INSTRUCTIONS TO FOLLOW:
Each line of the data must be reproduced as it appears.

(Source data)
"""
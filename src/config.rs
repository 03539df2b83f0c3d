//! Configuration and trajectory file loading

use crate::dispatcher::TrajectoryDispatcher;
use crate::error::{Result, TrajError, ValidationError};
use crate::goal::{StartTime, TrajectoryGoal};
use crate::waypoint::{Waypoint, WaypointSet};
use serde::{Deserialize, Serialize};
use std::fs;
use std::time::Duration;

pub const DEFAULT_CONFIG_PATH: &str = "config/default_config.yaml";
pub const DEFAULT_FRAME_ID: &str = "base_link";

#[derive(Debug, Clone, Default, Deserialize, Serialize)]
pub struct DaemonConfig {
    pub executor: ExecutorConfig,
    #[serde(default)]
    pub connection: ConnectionConfig,
    #[serde(default)]
    pub dispatch: DispatchConfig,
    pub simulator: Option<SimulatorConfig>,
}

#[derive(Debug, Clone, Copy, PartialEq, Eq, Default, Deserialize, Serialize)]
#[serde(rename_all = "lowercase")]
pub enum ExecutorMode {
    #[default]
    Tcp,
    Simulated,
}

#[derive(Debug, Clone, Deserialize, Serialize)]
pub struct ExecutorConfig {
    #[serde(default)]
    pub mode: ExecutorMode,
    pub address: String,
}

impl Default for ExecutorConfig {
    fn default() -> Self {
        Self {
            mode: ExecutorMode::Tcp,
            address: "127.0.0.1:7450".to_string(),
        }
    }
}

#[derive(Debug, Clone, Deserialize, Serialize)]
pub struct ConnectionConfig {
    /// Seconds per connection attempt
    pub timeout: f64,
    pub retry_attempts: u32,
    /// Seconds between attempts
    pub retry_delay: f64,
}

impl Default for ConnectionConfig {
    fn default() -> Self {
        Self {
            timeout: 5.0,
            retry_attempts: 3,
            retry_delay: 1.0,
        }
    }
}

impl ConnectionConfig {
    pub fn timeout(&self) -> Duration {
        Duration::try_from_secs_f64(self.timeout).unwrap_or(Duration::from_secs(5))
    }

    pub fn retry_delay(&self) -> Duration {
        Duration::try_from_secs_f64(self.retry_delay).unwrap_or(Duration::from_secs(1))
    }
}

#[derive(Debug, Clone, Default, Deserialize, Serialize)]
pub struct DispatchConfig {
    pub timeout_seconds: Option<f64>,
    pub frame_id: Option<String>,
    pub show_feedback: Option<bool>,
}

impl DispatchConfig {
    /// Dispatch timeout; `None` waits indefinitely
    pub fn timeout(&self) -> Option<Duration> {
        self.timeout_seconds.and_then(|secs| Duration::try_from_secs_f64(secs).ok())
    }

    /// Frame id with default fallback
    pub fn frame_id(&self) -> &str {
        self.frame_id.as_deref().unwrap_or(DEFAULT_FRAME_ID)
    }

    pub fn show_feedback(&self) -> bool {
        self.show_feedback.unwrap_or(true)
    }
}

#[derive(Debug, Clone, Default, Deserialize, Serialize)]
pub struct SimulatorConfig {
    pub point_interval_ms: Option<u64>,
    pub reject_reason: Option<String>,
    pub abort_at_waypoint: Option<usize>,
}

impl SimulatorConfig {
    /// Point interval with default fallback
    pub fn point_interval_ms(&self) -> u64 {
        self.point_interval_ms.unwrap_or(500)
    }
}

impl DaemonConfig {
    pub fn load_from_path(config_path: &str) -> Result<Self> {
        let contents = fs::read_to_string(config_path)
            .map_err(|e| TrajError::Config(format!("Failed to read {}: {}", config_path, e)))?;
        Self::load_from_str(&contents)
    }

    pub fn load_from_str(contents: &str) -> Result<Self> {
        let config: DaemonConfig = serde_yaml::from_str(contents)?;
        Ok(config)
    }

    /// Simulator configuration with defaults
    pub fn simulator(&self) -> SimulatorConfig {
        self.simulator.clone().unwrap_or_default()
    }
}

/// A trajectory as written in a YAML file
#[derive(Debug, Clone, Deserialize, Serialize)]
pub struct TrajectoryFile {
    pub axes: Vec<String>,
    /// Overrides the configured frame id
    pub frame_id: Option<String>,
    /// Start this many seconds after the goal is built instead of immediately
    pub start_delay: Option<f64>,
    pub points: Vec<Waypoint>,
}

impl TrajectoryFile {
    pub fn load_from_path(path: &str) -> Result<Self> {
        let contents = fs::read_to_string(path)
            .map_err(|e| TrajError::Config(format!("Failed to read {}: {}", path, e)))?;
        Self::load_from_str(&contents)
    }

    pub fn load_from_str(contents: &str) -> Result<Self> {
        Ok(serde_yaml::from_str(contents)?)
    }

    /// Validate every point and build the goal
    pub fn to_goal(
        &self,
        default_frame_id: &str,
    ) -> std::result::Result<TrajectoryGoal, ValidationError> {
        let waypoints = WaypointSet::from_points(self.axes.len(), self.points.iter().cloned())?;
        let start_time = match self.start_delay {
            Some(secs) if !secs.is_finite() || secs < 0.0 => {
                return Err(ValidationError::StartDelayOutOfRange(secs));
            }
            Some(secs) if secs > 0.0 => {
                let stamp = chrono::Duration::try_milliseconds((secs * 1000.0).round() as i64)
                    .and_then(|delay| chrono::Utc::now().checked_add_signed(delay))
                    .ok_or(ValidationError::StartDelayOutOfRange(secs))?;
                StartTime::At(stamp)
            }
            _ => StartTime::Immediate,
        };
        TrajectoryDispatcher::build_goal(
            self.axes.iter().cloned(),
            waypoints,
            self.frame_id.as_deref().unwrap_or(default_frame_id),
            start_time,
        )
    }
}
"""
SOLUTION TO THIS EXERCISE:
filename src/config.rs
repository 03539df2b83f0c3d
//! Configuration and trajectory file loading

use crate::dispatcher::TrajectoryDispatcher;
use crate::error::{Result, TrajError, ValidationError};
use crate::goal::{StartTime, TrajectoryGoal};
use crate::waypoint::{Waypoint, WaypointSet};
use serde::{Deserialize, Serialize};
use std::fs;
use std::time::Duration;

pub const DEFAULT_CONFIG_PATH: &str = "config/default_config.yaml";
pub const DEFAULT_FRAME_ID: &str = "base_link";

#[derive(Debug, Clone, Default, Deserialize, Serialize)]
pub struct DaemonConfig {
    pub executor: ExecutorConfig,
    #[serde(default)]
    pub connection: ConnectionConfig,
    #[serde(default)]
    pub dispatch: DispatchConfig,
    pub simulator: Option<SimulatorConfig>,
}

#[derive(Debug, Clone, Copy, PartialEq, Eq, Default, Deserialize, Serialize)]
#[serde(rename_all = "lowercase")]
pub enum ExecutorMode {
    #[default]
    Tcp,
    Simulated,
}

#[derive(Debug, Clone, Deserialize, Serialize)]
pub struct ExecutorConfig {
    #[serde(default)]
    pub mode: ExecutorMode,
    pub address: String,
}

impl Default for ExecutorConfig {
    fn default() -> Self {
        Self {
            mode: ExecutorMode::Tcp,
            address: "127.0.0.1:7450".to_string(),
        }
    }
}

#[derive(Debug, Clone, Deserialize, Serialize)]
pub struct ConnectionConfig {
    /// Seconds per connection attempt
    pub timeout: f64,
    pub retry_attempts: u32,
    /// Seconds between attempts
    pub retry_delay: f64,
}

impl Default for ConnectionConfig {
    fn default() -> Self {
        Self {
            timeout: 5.0,
            retry_attempts: 3,
            retry_delay: 1.0,
        }
    }
}

impl ConnectionConfig {
    pub fn timeout(&self) -> Duration {
        Duration::try_from_secs_f64(self.timeout).unwrap_or(Duration::from_secs(5))
    }

    pub fn retry_delay(&self) -> Duration {
        Duration::try_from_secs_f64(self.retry_delay).unwrap_or(Duration::from_secs(1))
    }
}

#[derive(Debug, Clone, Default, Deserialize, Serialize)]
pub struct DispatchConfig {
    pub timeout_seconds: Option<f64>,
    pub frame_id: Option<String>,
    pub show_feedback: Option<bool>,
}

impl DispatchConfig {
    /// Dispatch timeout; `None` waits indefinitely
    pub fn timeout(&self) -> Option<Duration> {
        self.timeout_seconds.and_then(|secs| Duration::try_from_secs_f64(secs).ok())
    }

    /// Frame id with default fallback
    pub fn frame_id(&self) -> &str {
        self.frame_id.as_deref().unwrap_or(DEFAULT_FRAME_ID)
    }

    pub fn show_feedback(&self) -> bool {
        self.show_feedback.unwrap_or(true)
    }
}

#[derive(Debug, Clone, Default, Deserialize, Serialize)]
pub struct SimulatorConfig {
    pub point_interval_ms: Option<u64>,
    pub reject_reason: Option<String>,
    pub abort_at_waypoint: Option<usize>,
}

impl SimulatorConfig {
    /// Point interval with default fallback
    pub fn point_interval_ms(&self) -> u64 {
        self.point_interval_ms.unwrap_or(500)
    }
}

impl DaemonConfig {
    pub fn load_from_path(config_path: &str) -> Result<Self> {
        let contents = fs::read_to_string(config_path)
            .map_err(|e| TrajError::Config(format!("Failed to read {}: {}", config_path, e)))?;
        Self::load_from_str(&contents)
    }

    pub fn load_from_str(contents: &str) -> Result<Self> {
        let config: DaemonConfig = serde_yaml::from_str(contents)?;
        Ok(config)
    }

    /// Simulator configuration with defaults
    pub fn simulator(&self) -> SimulatorConfig {
        self.simulator.clone().unwrap_or_default()
    }
}

/// A trajectory as written in a YAML file
#[derive(Debug, Clone, Deserialize, Serialize)]
pub struct TrajectoryFile {
    pub axes: Vec<String>,
    /// Overrides the configured frame id
    pub frame_id: Option<String>,
    /// Start this many seconds after the goal is built instead of immediately
    pub start_delay: Option<f64>,
    pub points: Vec<Waypoint>,
}

impl TrajectoryFile {
    pub fn load_from_path(path: &str) -> Result<Self> {
        let contents = fs::read_to_string(path)
            .map_err(|e| TrajError::Config(format!("Failed to read {}: {}", path, e)))?;
        Self::load_from_str(&contents)
    }

    pub fn load_from_str(contents: &str) -> Result<Self> {
        Ok(serde_yaml::from_str(contents)?)
    }

    /// Validate every point and build the goal
    pub fn to_goal(
        &self,
        default_frame_id: &str,
    ) -> std::result::Result<TrajectoryGoal, ValidationError> {
        let waypoints = WaypointSet::from_points(self.axes.len(), self.points.iter().cloned())?;
        let start_time = match self.start_delay {
            Some(secs) if !secs.is_finite() || secs < 0.0 => {
                return Err(ValidationError::StartDelayOutOfRange(secs));
            }
            Some(secs) if secs > 0.0 => {
                let stamp = chrono::Duration::try_milliseconds((secs * 1000.0).round() as i64)
                    .and_then(|delay| chrono::Utc::now().checked_add_signed(delay))
                    .ok_or(ValidationError::StartDelayOutOfRange(secs))?;
                StartTime::At(stamp)
            }
            _ => StartTime::Immediate,
        };
        TrajectoryDispatcher::build_goal(
            self.axes.iter().cloned(),
            waypoints,
            self.frame_id.as_deref().unwrap_or(default_frame_id),
            start_time,
        )
    }
}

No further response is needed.